• _Prompt_
Filter the listing for lines containing "move".

++++ Data ++++

//! HTTP server for receiving UPnP event notifications.

use std::convert::Infallible;
use std::net::{IpAddr, Ipv4Addr, SocketAddr};
use std::sync::Arc;

use bytes::Bytes;
use tokio::sync::{mpsc, Notify};
use tokio::task::JoinHandle;
use tracing::{debug, info};
use warp::http::{HeaderMap, Method, StatusCode};
use warp::Filter;

use crate::error::{CallbackServerError, Result};
use crate::router::{EventRouter, NotificationPayload};

/// Where the callback server listens and what address it advertises.
#[derive(Debug, Clone)]
pub struct CallbackConfig {
    /// Inclusive range of ports to try, in order. `(0, 0)` lets the OS pick.
    pub port_range: (u16, u16),
    /// Local interface to bind
    pub bind_ip: IpAddr,
    /// Address placed in callback URLs. Detected from the default route when
    /// `None`.
    pub advertised_ip: Option<IpAddr>,
}

impl Default for CallbackConfig {
    fn default() -> Self {
        Self {
            port_range: (3400, 3500),
            bind_ip: IpAddr::V4(Ipv4Addr::UNSPECIFIED),
            advertised_ip: None,
        }
    }
}

impl CallbackConfig {
    pub fn validate(&self) -> Result<()> {
        let (start, end) = self.port_range;
        if start > end {
            return Err(CallbackServerError::Configuration(format!(
                "port range start {start} is greater than end {end}"
            )));
        }
        if start == 0 && end != 0 {
            return Err(CallbackServerError::Configuration(
                "port 0 is only valid as the range (0, 0)".to_string(),
            ));
        }
        Ok(())
    }

    pub fn with_port_range(mut self, start: u16, end: u16) -> Self {
        self.port_range = (start, end);
        self
    }

    pub fn with_bind_ip(mut self, ip: IpAddr) -> Self {
        self.bind_ip = ip;
        self
    }

    pub fn with_advertised_ip(mut self, ip: IpAddr) -> Self {
        self.advertised_ip = Some(ip);
        self
    }
}

/// HTTP callback server for receiving UPnP event notifications.
///
/// Accepts `NOTIFY` on any path. Every request carrying a `SID` header is
/// acknowledged with `200 OK` and forwarded through the [`EventRouter`],
/// whether or not the subscription is known to the consumer.
///
/// # Example
///
/// ```no_run
/// use tokio::sync::mpsc;
/// use callback_server::{CallbackConfig, CallbackServer, NotificationPayload};
///
/// #[tokio::main]
/// async fn main() {
///     let (tx, mut rx) = mpsc::unbounded_channel::<NotificationPayload>();
///
///     let server = CallbackServer::start(CallbackConfig::default(), tx)
///         .await
///         .expect("Failed to start callback server");
///
///     println!("CALLBACK: <{}>", server.base_url());
///
///     while let Some(notification) = rx.recv().await {
///         println!("event for {}", notification.subscription_id);
///     }
/// }
/// ```
pub struct CallbackServer {
    local_addr: SocketAddr,
    base_url: String,
    router: Arc<EventRouter>,
    shutdown: Arc<Notify>,
    server_handle: Option<JoinHandle<()>>,
}

impl CallbackServer {
    /// Bind the first free port in the configured range and start serving.
    ///
    /// Fails if no port can be bound or, without an explicit
    /// `advertised_ip`, if the local address cannot be determined.
    pub async fn start(
        config: CallbackConfig,
        event_sender: mpsc::UnboundedSender<NotificationPayload>,
    ) -> Result<Self> {
        config.validate()?;

        let advertised_ip = match config.advertised_ip {
            Some(ip) => ip,
            None => detect_local_ip().ok_or(CallbackServerError::LocalAddress)?,
        };

        let router = Arc::new(EventRouter::new(event_sender));
        let shutdown = Arc::new(Notify::new());
        let routes = notify_route(Arc::clone(&router)).recover(handle_rejection);

        let (start, end) = config.port_range;
        let mut last_error = String::new();

        for port in start..=end {
            let signal = {
                let shutdown = Arc::clone(&shutdown);
                async move { shutdown.notified().await }
            };

            match warp::serve(routes.clone())
                .try_bind_with_graceful_shutdown(SocketAddr::new(config.bind_ip, port), signal)
            {
                Ok((local_addr, server)) => {
                    let server_handle = tokio::spawn(server);
                    let base_url = format!(
                        "http://{}/",
                        SocketAddr::new(advertised_ip, local_addr.port())
                    );
                    info!(%local_addr, %base_url, "callback server listening");

                    return Ok(Self {
                        local_addr,
                        base_url,
                        router,
                        shutdown,
                        server_handle: Some(server_handle),
                    });
                }
                Err(e) => {
                    debug!(port, error = %e, "callback port unavailable");
                    last_error = e.to_string();
                }
            }
        }

        Err(CallbackServerError::NoAvailablePort {
            ip: config.bind_ip,
            start,
            end,
            last_error,
        })
    }

    /// URL to place in the `CALLBACK` header of subscriptions,
    /// e.g. `http://192.168.1.20:3400/`.
    pub fn base_url(&self) -> &str {
        &self.base_url
    }

    /// Get the port the server is bound to.
    pub fn port(&self) -> u16 {
        self.local_addr.port()
    }

    pub fn local_addr(&self) -> SocketAddr {
        self.local_addr
    }

    pub fn router(&self) -> &Arc<EventRouter> {
        &self.router
    }

    /// Stop accepting requests and wait for in-flight ones to finish.
    pub async fn shutdown(mut self) {
        self.shutdown.notify_one();
        if let Some(handle) = self.server_handle.take() {
            let _ = handle.await;
        }
        info!(local_addr = %self.local_addr, "callback server stopped");
    }
}

impl Drop for CallbackServer {
    fn drop(&mut self) {
        if self.server_handle.is_some() {
            self.shutdown.notify_one();
        }
    }
}

/// Detect the local IP address used for outbound traffic.
///
/// Connects a UDP socket toward a public address to let the OS pick a route.
/// No data is sent.
fn detect_local_ip() -> Option<IpAddr> {
    let socket = std::net::UdpSocket::bind("0.0.0.0:0").ok()?;
    socket.connect("8.8.8.8:80").ok()?;
    let local_addr = socket.local_addr().ok()?;
    Some(local_addr.ip())
}

/// NOTIFY on any path, with headers and body captured.
fn notify_route(
    router: Arc<EventRouter>,
) -> impl Filter<Extract = (warp::reply::WithStatus<&'static str>,), Error = warp::Rejection>
       + Clone
       + Send
       + Sync
       + 'static {
    warp::method()
        .and(warp::path::full())
        .and(warp::header::headers_cloned())
        .and(warp::body::bytes())
        .and_then(
            move |method: Method, path: warp::path::FullPath, headers: HeaderMap, body: Bytes| {
                let router = Arc::clone(&router);
                async move { handle_notify(&router, &method, path.as_str(), &headers, &body) }
            },
        )
}

fn handle_notify(
    router: &EventRouter,
    method: &Method,
    path: &str,
    headers: &HeaderMap,
    body: &Bytes,
) -> std::result::Result<warp::reply::WithStatus<&'static str>, warp::Rejection> {
    if method.as_str() != "NOTIFY" {
        return Err(warp::reject::custom(UnsupportedMethod));
    }

    let sid = validate_upnp_headers(
        header_value(headers, "sid"),
        header_value(headers, "nt"),
        header_value(headers, "nts"),
    )
    .map_err(warp::reject::custom)?;

    let seq = header_value(headers, "seq").and_then(|s| s.parse::<u32>().ok());

    debug!(%sid, ?seq, path, bytes = body.len(), "NOTIFY received");

    router.route(NotificationPayload {
        subscription_id: sid.to_string(),
        seq,
        event_xml: String::from_utf8_lossy(body).into_owned(),
    });

    Ok(warp::reply::with_status("", StatusCode::OK))
}

fn header_value<'a>(headers: &'a HeaderMap, name: &str) -> Option<&'a str> {
    headers
        .get(name)
        .and_then(|value| value.to_str().ok())
        .map(str::trim)
}

/// Validate UPnP event notification headers.
///
/// `SID` is required. `NT` and `NTS` are optional but must carry the GENA
/// values when present. Returns the SID.
fn validate_upnp_headers<'a>(
    sid: Option<&'a str>,
    nt: Option<&str>,
    nts: Option<&str>,
) -> std::result::Result<&'a str, InvalidUpnpHeaders> {
    let sid = sid
        .filter(|sid| !sid.is_empty())
        .ok_or(InvalidUpnpHeaders("missing SID"))?;

    if nt.map_or(false, |nt| nt != "upnp:event") {
        return Err(InvalidUpnpHeaders("unexpected NT"));
    }
    if nts.map_or(false, |nts| nts != "upnp:propchange") {
        return Err(InvalidUpnpHeaders("unexpected NTS"));
    }

    Ok(sid)
}

/// Custom rejection for invalid UPnP headers.
#[derive(Debug, PartialEq)]
struct InvalidUpnpHeaders(&'static str);

impl warp::reject::Reject for InvalidUpnpHeaders {}

/// Custom rejection for anything other than NOTIFY.
#[derive(Debug)]
struct UnsupportedMethod;

impl warp::reject::Reject for UnsupportedMethod {}

/// Handle rejections and convert them to HTTP responses.
async fn handle_rejection(
    err: warp::Rejection,
) -> std::result::Result<impl warp::Reply, Infallible> {
    let (code, message) = if let Some(InvalidUpnpHeaders(reason)) = err.find::<InvalidUpnpHeaders>() {
        debug!(reason, "rejecting NOTIFY");
        (StatusCode::PRECONDITION_FAILED, *reason)
    } else if err.find::<UnsupportedMethod>().is_some() {
        (StatusCode::METHOD_NOT_ALLOWED, "Only NOTIFY is supported")
    } else if err.is_not_found() {
        (StatusCode::NOT_FOUND, "Not found")
    } else {
        (StatusCode::BAD_REQUEST, "Bad request")
    };

    Ok(warp::reply::with_status(message, code))
}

++++

• _Exercise answer_
                async move { shutdown.notified().await }
            move |method: Method, path: warp::path::FullPath, headers: HeaderMap, body: Bytes| {
                async move { handle_notify(&router, &method, path.as_str(), &headers, &body) }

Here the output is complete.